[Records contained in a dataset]

========================================

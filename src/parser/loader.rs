//! Load benchmark records and walker trees from JSON files.
//!
//! Both input kinds are JSON arrays: flat objects for benchmark records,
//! nested `{node: {id}, children: [...]}` objects for walker trees.

use super::schema::{Record, WalkerNode, WalkerTreeNode};
use crate::utils::error::ParseError;
use log::debug;
use serde::Deserialize;
use serde_json::{Map, Value};
use std::fs::File;
use std::io::BufReader;
use std::path::Path;

/// Read a file that must contain a JSON array
///
/// **Public** - shared entry point for every loader
///
/// # Errors
/// * `ParseError::MissingFile` - path does not exist
/// * `ParseError::Io` - file cannot be opened
/// * `ParseError::JsonError` - file is not valid JSON
/// * `ParseError::InvalidFormat` - top-level value is not an array
pub fn read_json_list(path: impl AsRef<Path>) -> Result<Vec<Value>, ParseError> {
    let path = path.as_ref();

    if !path.exists() {
        return Err(ParseError::MissingFile(path.to_path_buf()));
    }

    debug!("Reading JSON list from: {}", path.display());

    let file = File::open(path).map_err(|source| ParseError::Io {
        path: path.to_path_buf(),
        source,
    })?;

    // Walker trees nest two JSON levels per step, far past serde_json's
    // default depth limit
    let mut json = serde_json::Deserializer::from_reader(BufReader::new(file));
    json.disable_recursion_limit();
    let value = Value::deserialize(serde_stacker::Deserializer::new(&mut json))?;
    json.end()?;

    match value {
        Value::Array(items) => {
            debug!("Loaded {} items from {}", items.len(), path.display());
            Ok(items)
        }
        _ => Err(ParseError::InvalidFormat(format!(
            "{} must contain a JSON list",
            path.display()
        ))),
    }
}

/// Turn parsed JSON items into benchmark records
///
/// # Errors
/// * `ParseError::InvalidFormat` - an item is not a JSON object
pub fn parse_records(items: Vec<Value>) -> Result<Vec<Record>, ParseError> {
    items
        .into_iter()
        .enumerate()
        .map(|(index, item)| match item {
            Value::Object(fields) => Ok(Record::new(index, fields)),
            other => Err(ParseError::InvalidFormat(format!(
                "record {} is not a JSON object: {}",
                index, other
            ))),
        })
        .collect()
}

/// Load a JSON list of flat benchmark records
pub fn load_records(path: impl AsRef<Path>) -> Result<Vec<Record>, ParseError> {
    parse_records(read_json_list(path)?)
}

/// Deserialize walker trees from an already parsed JSON document
///
/// # Errors
/// * `ParseError::InvalidFormat` - document is not a JSON list
/// * `ParseError::MalformedInput` - a tree node lacks `node.id`, has a
///   non-integer id, or carries `children` that are not a list
pub fn parse_walker_trees(data: &Value) -> Result<Vec<WalkerTreeNode>, ParseError> {
    let roots = data.as_array().ok_or_else(|| {
        ParseError::InvalidFormat("walker data must be a JSON list of trees".to_string())
    })?;

    roots
        .iter()
        .enumerate()
        .map(|(index, root)| {
            walker_tree_from_value(root)
                .map_err(|e| ParseError::MalformedInput(format!("tree {}: {}", index, e)))
        })
        .collect()
}

/// A tree node whose children are still being converted
struct OpenStep<'a> {
    id: i64,
    children: &'a [Value],
    next: usize,
    built: Vec<WalkerTreeNode>,
}

/// Convert one tree without recursing, so depth is bounded by the heap only
fn walker_tree_from_value(root: &Value) -> Result<WalkerTreeNode, String> {
    let mut stack = vec![open_step(root)?];
    let mut finished = None;

    while let Some(top) = stack.last_mut() {
        let children = top.children;
        if let Some(child) = children.get(top.next) {
            top.next += 1;
            let step = open_step(child)?;
            stack.push(step);
            continue;
        }

        let Some(done) = stack.pop() else { break };
        let node = WalkerTreeNode {
            node: WalkerNode { id: done.id },
            children: done.built,
        };
        match stack.last_mut() {
            Some(parent) => parent.built.push(node),
            None => finished = Some(node),
        }
    }

    finished.ok_or_else(|| "empty tree".to_string())
}

fn open_step(value: &Value) -> Result<OpenStep<'_>, String> {
    let fields: &Map<String, Value> = value
        .as_object()
        .ok_or_else(|| format!("expected an object, got {}", value))?;

    let id = fields
        .get("node")
        .ok_or_else(|| "missing field `node`".to_string())?
        .get("id")
        .ok_or_else(|| "missing field `node.id`".to_string())?;
    let id = id
        .as_i64()
        .ok_or_else(|| format!("node id must be an integer, got {}", id))?;

    let children = match fields.get("children") {
        None => &[][..],
        Some(Value::Array(items)) => items.as_slice(),
        Some(other) => return Err(format!("children of node {} must be a list, got {}", id, other)),
    };

    Ok(OpenStep {
        id,
        children,
        next: 0,
        built: Vec::new(),
    })
}

/// Load walker trees from a JSON file
pub fn load_walker_trees(path: impl AsRef<Path>) -> Result<Vec<WalkerTreeNode>, ParseError> {
    let items = read_json_list(path)?;
    parse_walker_trees(&Value::Array(items))
}
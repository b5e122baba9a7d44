//! Input schema definitions for benchmark records and walker trees.
//!
//! Benchmark records are kept as flat JSON objects because the column set
//! differs between benchmark runs. Walker trees have a fixed shape and are
//! deserialized straight into typed nodes.

use crate::utils::error::SchemaError;
use serde::{Deserialize, Serialize};
use serde_json::{Map, Value};
use std::cmp::Ordering;
use std::fmt;
use std::hash::{Hash, Hasher};

/// One flat benchmark record (a row of the input JSON list)
#[derive(Debug, Clone, PartialEq)]
pub struct Record {
    /// Position of the record in its input file
    pub index: usize,

    /// Raw fields, configuration parameters and counters alike
    pub fields: Map<String, Value>,
}

impl Record {
    /// Create a record from its input position and fields
    pub fn new(index: usize, fields: Map<String, Value>) -> Self {
        Self { index, fields }
    }

    /// Raw value of a field
    ///
    /// # Errors
    /// * `SchemaError::MissingField` - field is absent from this record
    pub fn get(&self, field: &str) -> Result<&Value, SchemaError> {
        self.fields.get(field).ok_or_else(|| SchemaError::MissingField {
            record: self.index,
            field: field.to_string(),
        })
    }

    /// Numeric value of a field
    ///
    /// # Errors
    /// * `SchemaError::MissingField` - field is absent
    /// * `SchemaError::NotNumeric` - field holds something other than a number
    pub fn number(&self, field: &str) -> Result<f64, SchemaError> {
        self.get(field)?
            .as_f64()
            .ok_or_else(|| SchemaError::NotNumeric {
                record: self.index,
                field: field.to_string(),
            })
    }

    /// Value of a field usable as a group-by key component
    pub fn key_value(&self, field: &str) -> Result<KeyValue, SchemaError> {
        KeyValue::from_json(self.get(field)?).ok_or_else(|| SchemaError::NotScalar {
            record: self.index,
            field: field.to_string(),
        })
    }

    /// Key tuple made of several fields, in the given order
    pub fn key(&self, fields: &[&str]) -> Result<Vec<KeyValue>, SchemaError> {
        fields.iter().map(|field| self.key_value(field)).collect()
    }

    /// Append (or overwrite) a derived numeric column
    pub fn set_number(&mut self, field: &str, value: f64) {
        self.fields.insert(field.to_string(), Value::from(value));
    }
}

/// A scalar JSON value with a total order, used as a group-by key component
///
/// Integral floats are normalized to `Int` so that `10` and `10.0` land in
/// the same group.
#[derive(Debug, Clone)]
pub enum KeyValue {
    Bool(bool),
    Int(i64),
    Float(f64),
    Text(String),
}

impl KeyValue {
    /// Convert a JSON scalar; arrays, objects and null have no key form
    pub fn from_json(value: &Value) -> Option<Self> {
        match value {
            Value::Bool(b) => Some(KeyValue::Bool(*b)),
            Value::Number(n) => {
                if let Some(i) = n.as_i64() {
                    Some(KeyValue::Int(i))
                } else {
                    n.as_f64().map(KeyValue::from_f64)
                }
            }
            Value::String(s) => Some(KeyValue::Text(s.clone())),
            Value::Null | Value::Array(_) | Value::Object(_) => None,
        }
    }

    pub fn from_f64(value: f64) -> Self {
        if value.fract() == 0.0 && value >= i64::MIN as f64 && value < i64::MAX as f64 {
            KeyValue::Int(value as i64)
        } else {
            KeyValue::Float(value)
        }
    }

    /// Numeric view, used for chart axes
    pub fn as_f64(&self) -> Option<f64> {
        match self {
            KeyValue::Bool(b) => Some(if *b { 1.0 } else { 0.0 }),
            KeyValue::Int(i) => Some(*i as f64),
            KeyValue::Float(f) => Some(*f),
            KeyValue::Text(_) => None,
        }
    }

    /// Flag semantics: non-zero numbers, `true` and non-empty strings are set
    pub fn is_truthy(&self) -> bool {
        match self {
            KeyValue::Bool(b) => *b,
            KeyValue::Int(i) => *i != 0,
            KeyValue::Float(f) => *f != 0.0,
            KeyValue::Text(s) => !s.is_empty(),
        }
    }

    fn rank(&self) -> u8 {
        match self {
            KeyValue::Bool(_) => 0,
            KeyValue::Int(_) | KeyValue::Float(_) => 1,
            KeyValue::Text(_) => 2,
        }
    }
}

impl Ord for KeyValue {
    fn cmp(&self, other: &Self) -> Ordering {
        match (self, other) {
            (KeyValue::Bool(a), KeyValue::Bool(b)) => a.cmp(b),
            (KeyValue::Int(a), KeyValue::Int(b)) => a.cmp(b),
            (KeyValue::Float(a), KeyValue::Float(b)) => a.total_cmp(b),
            // Mixed numbers never compare equal after normalization
            (KeyValue::Int(a), KeyValue::Float(b)) => {
                (*a as f64).total_cmp(b).then(Ordering::Less)
            }
            (KeyValue::Float(a), KeyValue::Int(b)) => {
                a.total_cmp(&(*b as f64)).then(Ordering::Greater)
            }
            (KeyValue::Text(a), KeyValue::Text(b)) => a.cmp(b),
            _ => self.rank().cmp(&other.rank()),
        }
    }
}

impl PartialOrd for KeyValue {
    fn partial_cmp(&self, other: &Self) -> Option<Ordering> {
        Some(self.cmp(other))
    }
}

impl PartialEq for KeyValue {
    fn eq(&self, other: &Self) -> bool {
        self.cmp(other) == Ordering::Equal
    }
}

impl Eq for KeyValue {}

impl Hash for KeyValue {
    fn hash<H: Hasher>(&self, state: &mut H) {
        self.rank().hash(state);
        match self {
            KeyValue::Bool(b) => b.hash(state),
            KeyValue::Int(i) => i.hash(state),
            KeyValue::Float(f) => f.to_bits().hash(state),
            KeyValue::Text(s) => s.hash(state),
        }
    }
}

impl fmt::Display for KeyValue {
    fn fmt(&self, f: &mut fmt::Formatter<'_>) -> fmt::Result {
        match self {
            KeyValue::Bool(b) => write!(f, "{}", b),
            KeyValue::Int(i) => write!(f, "{}", i),
            KeyValue::Float(x) => write!(f, "{}", x),
            KeyValue::Text(s) => write!(f, "{}", s),
        }
    }
}

impl From<i64> for KeyValue {
    fn from(value: i64) -> Self {
        KeyValue::Int(value)
    }
}

/// One step of a walker traversal, with the steps it spawned
#[derive(Debug, Clone, PartialEq, Serialize, Deserialize)]
pub struct WalkerTreeNode {
    /// The graph node visited at this step
    pub node: WalkerNode,

    /// Steps taken from this node, in traversal order
    #[serde(default)]
    pub children: Vec<WalkerTreeNode>,
}

/// Identity of a visited graph node; other attributes are ignored
#[derive(Debug, Clone, Copy, PartialEq, Eq, Serialize, Deserialize)]
pub struct WalkerNode {
    pub id: i64,
}

impl WalkerTreeNode {
    /// Total number of steps in this tree (including the root)
    pub fn step_count(&self) -> usize {
        let mut count = 0;
        let mut pending = vec![self];
        while let Some(step) = pending.pop() {
            count += 1;
            pending.extend(step.children.iter());
        }
        count
    }

    /// Number of parent-child links in this tree
    pub fn link_count(&self) -> usize {
        self.step_count() - 1
    }
}

#[cfg(test)]
mod tests {
    use super::*;
    use serde_json::json;

    fn record(value: Value) -> Record {
        match value {
            Value::Object(fields) => Record::new(0, fields),
            _ => panic!("test record must be an object"),
        }
    }

    #[test]
    fn test_number_missing_field() {
        let rec = record(json!({"hit": 5}));
        assert_eq!(
            rec.number("total_acc"),
            Err(SchemaError::MissingField { record: 0, field: "total_acc".to_string() })
        );
    }

    #[test]
    fn test_number_not_numeric() {
        let rec = record(json!({"hit": "five"}));
        assert!(matches!(rec.number("hit"), Err(SchemaError::NotNumeric { .. })));
    }

    #[test]
    fn test_key_value_normalizes_integral_floats() {
        let a = KeyValue::from_json(&json!(10)).unwrap();
        let b = KeyValue::from_json(&json!(10.0)).unwrap();
        assert_eq!(a, b);
        assert_eq!(b.to_string(), "10");
    }

    #[test]
    fn test_key_value_ordering() {
        let mut keys = vec![
            KeyValue::Text("b".to_string()),
            KeyValue::Float(2.5),
            KeyValue::Int(3),
            KeyValue::Int(-1),
            KeyValue::Bool(true),
        ];
        keys.sort();
        assert_eq!(
            keys,
            vec![
                KeyValue::Bool(true),
                KeyValue::Int(-1),
                KeyValue::Float(2.5),
                KeyValue::Int(3),
                KeyValue::Text("b".to_string()),
            ]
        );
    }

    #[test]
    fn test_key_value_rejects_null() {
        let rec = record(json!({"cache_size": null}));
        assert!(matches!(rec.key_value("cache_size"), Err(SchemaError::NotScalar { .. })));
    }

    #[test]
    fn test_truthiness() {
        assert!(!KeyValue::Int(0).is_truthy());
        assert!(KeyValue::Int(1).is_truthy());
        assert!(KeyValue::Bool(true).is_truthy());
    }

    #[test]
    fn test_walker_tree_children_default() {
        let tree: WalkerTreeNode = serde_json::from_value(json!({"node": {"id": 7}})).unwrap();
        assert_eq!(tree.node.id, 7);
        assert!(tree.children.is_empty());
        assert_eq!(tree.step_count(), 1);
        assert_eq!(tree.link_count(), 0);
    }
}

========================================

### TASK OBJECTIVE
Exact duplication is required for the lines above, from the line that contains "index, other" to the line that contains "data must be", inclusive; omit all others.

### EXERCISE RESULT
                index, other
            ))),
        })
        .collect()
}

/// Load a JSON list of flat benchmark records
pub fn load_records(path: impl AsRef<Path>) -> Result<Vec<Record>, ParseError> {
    parse_records(read_json_list(path)?)
}

/// Deserialize walker trees from an already parsed JSON document
///
/// # Errors
/// * `ParseError::InvalidFormat` - document is not a JSON list
/// * `ParseError::MalformedInput` - a tree node lacks `node.id`, has a
///   non-integer id, or carries `children` that are not a list
pub fn parse_walker_trees(data: &Value) -> Result<Vec<WalkerTreeNode>, ParseError> {
    let roots = data.as_array().ok_or_else(|| {
        ParseError::InvalidFormat("walker data must be a JSON list of trees".to_string())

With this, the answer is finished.